→ EXTRACTED INFORMATION
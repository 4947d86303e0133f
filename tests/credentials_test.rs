// tests/credentials_test.rs
//
// These tests mutate process environment variables and run serially.
use std::env;
use std::fs;

use git_promote::config::{CredentialSource, CredentialsConfig};
use git_promote::credentials::{
    CredentialChain, CredentialProvider, EnvTokenProvider, TokenFileProvider, DEFAULT_TOKEN_FILE,
    SECRET_NAME_ENV, TOKEN_ENV, TOKEN_PATH_ENV,
};
use git_promote::PromoteError;
use secrecy::ExposeSecret;
use serial_test::serial;
use tempfile::TempDir;

fn clear_env() {
    env::remove_var(TOKEN_ENV);
    env::remove_var(TOKEN_PATH_ENV);
    env::remove_var(SECRET_NAME_ENV);
}

#[test]
#[serial]
fn test_env_token_wins_over_file() {
    clear_env();
    let dir = TempDir::new().unwrap();
    let token_file = dir.path().join("token");
    fs::write(&token_file, "ghp_from_file\n").unwrap();
    env::set_var(TOKEN_ENV, "ghp_from_env");
    env::set_var(TOKEN_PATH_ENV, &token_file);

    let token = CredentialChain::from_config(&CredentialsConfig::default(), dir.path())
        .resolve()
        .unwrap();

    assert_eq!(token.expose_secret(), "ghp_from_env");
    clear_env();
}

#[test]
#[serial]
fn test_file_token_when_env_empty() {
    clear_env();
    let dir = TempDir::new().unwrap();
    let token_file = dir.path().join("token");
    fs::write(&token_file, "  ghp_from_file\n").unwrap();
    env::set_var(TOKEN_ENV, "");
    env::set_var(TOKEN_PATH_ENV, &token_file);

    let token = CredentialChain::from_config(&CredentialsConfig::default(), dir.path())
        .resolve()
        .unwrap();

    assert_eq!(token.expose_secret(), "ghp_from_file");
    clear_env();
}

#[test]
#[serial]
fn test_configured_source_is_exclusive() {
    clear_env();
    env::set_var(TOKEN_ENV, "ghp_from_env");
    let dir = TempDir::new().unwrap();
    let config = CredentialsConfig {
        source: Some(CredentialSource::File),
        token_path: Some(dir.path().join("absent")),
        secret_name: None,
    };

    let err = CredentialChain::from_config(&config, dir.path()).resolve().unwrap_err();

    assert!(matches!(err, PromoteError::Credentials(_)));
    clear_env();
}

#[test]
#[serial]
fn test_no_token_anywhere() {
    clear_env();
    let dir = TempDir::new().unwrap();
    env::set_var(TOKEN_PATH_ENV, dir.path().join("absent"));

    let err = CredentialChain::from_config(&CredentialsConfig::default(), dir.path())
        .resolve()
        .unwrap_err();

    assert!(err.to_string().contains(TOKEN_ENV));
    clear_env();
}

#[test]
#[serial]
fn test_relative_token_path_resolves_in_checkout() {
    clear_env();
    let checkout = TempDir::new().unwrap();
    fs::create_dir(checkout.path().join("secrets")).unwrap();
    fs::write(checkout.path().join("secrets/gh"), "ghp_in_checkout\n").unwrap();
    env::set_var(TOKEN_PATH_ENV, "secrets/gh");

    let token = CredentialChain::from_config(&CredentialsConfig::default(), checkout.path())
        .resolve()
        .unwrap();

    assert_eq!(token.expose_secret(), "ghp_in_checkout");
    clear_env();
}

#[test]
#[serial]
fn test_default_token_file_in_checkout() {
    clear_env();
    let checkout = TempDir::new().unwrap();
    fs::write(checkout.path().join(DEFAULT_TOKEN_FILE), "ghp_default\n").unwrap();

    let token = CredentialChain::from_config(&CredentialsConfig::default(), checkout.path())
        .resolve()
        .unwrap();

    assert_eq!(token.expose_secret(), "ghp_default");
}

#[test]
#[serial]
fn test_custom_env_provider() {
    env::set_var("PROMOTE_TEST_TOKEN", "ghp_custom");
    let provider = EnvTokenProvider::new("PROMOTE_TEST_TOKEN");

    let token = provider.token().unwrap().unwrap();
    assert_eq!(token.expose_secret(), "ghp_custom");
    env::remove_var("PROMOTE_TEST_TOKEN");
}

#[test]
fn test_missing_token_file_offers_nothing() {
    let dir = TempDir::new().unwrap();
    let provider = TokenFileProvider::new(dir.path().join("absent"));
    assert!(provider.token().unwrap().is_none());
}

→ WORK TASK
What is wanted is the complete set of entries, returned verbatim.

→ TASK RESULT
repository 4947d86303e0133f
filename tests/credentials_test.rs
// tests/credentials_test.rs
//
// These tests mutate process environment variables and run serially.
use std::env;
use std::fs;

use git_promote::config::{CredentialSource, CredentialsConfig};
use git_promote::credentials::{
    CredentialChain, CredentialProvider, EnvTokenProvider, TokenFileProvider, DEFAULT_TOKEN_FILE,
    SECRET_NAME_ENV, TOKEN_ENV, TOKEN_PATH_ENV,
};
use git_promote::PromoteError;
use secrecy::ExposeSecret;
use serial_test::serial;
use tempfile::TempDir;

fn clear_env() {
    env::remove_var(TOKEN_ENV);
    env::remove_var(TOKEN_PATH_ENV);
    env::remove_var(SECRET_NAME_ENV);
}

#[test]
#[serial]
fn test_env_token_wins_over_file() {
    clear_env();
    let dir = TempDir::new().unwrap();
    let token_file = dir.path().join("token");
    fs::write(&token_file, "ghp_from_file\n").unwrap();
    env::set_var(TOKEN_ENV, "ghp_from_env");
    env::set_var(TOKEN_PATH_ENV, &token_file);

    let token = CredentialChain::from_config(&CredentialsConfig::default(), dir.path())
        .resolve()
        .unwrap();

    assert_eq!(token.expose_secret(), "ghp_from_env");
    clear_env();
}

#[test]
#[serial]
fn test_file_token_when_env_empty() {
    clear_env();
    let dir = TempDir::new().unwrap();
    let token_file = dir.path().join("token");
    fs::write(&token_file, "  ghp_from_file\n").unwrap();
    env::set_var(TOKEN_ENV, "");
    env::set_var(TOKEN_PATH_ENV, &token_file);

    let token = CredentialChain::from_config(&CredentialsConfig::default(), dir.path())
        .resolve()
        .unwrap();

    assert_eq!(token.expose_secret(), "ghp_from_file");
    clear_env();
}

#[test]
#[serial]
fn test_configured_source_is_exclusive() {
    clear_env();
    env::set_var(TOKEN_ENV, "ghp_from_env");
    let dir = TempDir::new().unwrap();
    let config = CredentialsConfig {
        source: Some(CredentialSource::File),
        token_path: Some(dir.path().join("absent")),
        secret_name: None,
    };

    let err = CredentialChain::from_config(&config, dir.path()).resolve().unwrap_err();

    assert!(matches!(err, PromoteError::Credentials(_)));
    clear_env();
}

#[test]
#[serial]
fn test_no_token_anywhere() {
    clear_env();
    let dir = TempDir::new().unwrap();
    env::set_var(TOKEN_PATH_ENV, dir.path().join("absent"));

    let err = CredentialChain::from_config(&CredentialsConfig::default(), dir.path())
        .resolve()
        .unwrap_err();

    assert!(err.to_string().contains(TOKEN_ENV));
    clear_env();
}

#[test]
#[serial]
fn test_relative_token_path_resolves_in_checkout() {
    clear_env();
    let checkout = TempDir::new().unwrap();
    fs::create_dir(checkout.path().join("secrets")).unwrap();
    fs::write(checkout.path().join("secrets/gh"), "ghp_in_checkout\n").unwrap();
    env::set_var(TOKEN_PATH_ENV, "secrets/gh");

    let token = CredentialChain::from_config(&CredentialsConfig::default(), checkout.path())
        .resolve()
        .unwrap();

    assert_eq!(token.expose_secret(), "ghp_in_checkout");
    clear_env();
}

#[test]
#[serial]
fn test_default_token_file_in_checkout() {
    clear_env();
    let checkout = TempDir::new().unwrap();
    fs::write(checkout.path().join(DEFAULT_TOKEN_FILE), "ghp_default\n").unwrap();

    let token = CredentialChain::from_config(&CredentialsConfig::default(), checkout.path())
        .resolve()
        .unwrap();

    assert_eq!(token.expose_secret(), "ghp_default");
}

#[test]
#[serial]
fn test_custom_env_provider() {
    env::set_var("PROMOTE_TEST_TOKEN", "ghp_custom");
    let provider = EnvTokenProvider::new("PROMOTE_TEST_TOKEN");

    let token = provider.token().unwrap().unwrap();
    assert_eq!(token.expose_secret(), "ghp_custom");
    env::remove_var("PROMOTE_TEST_TOKEN");
}

#[test]
fn test_missing_token_file_offers_nothing() {
    let dir = TempDir::new().unwrap();
    let provider = TokenFileProvider::new(dir.path().join("absent"));
    assert!(provider.token().unwrap().is_none());
}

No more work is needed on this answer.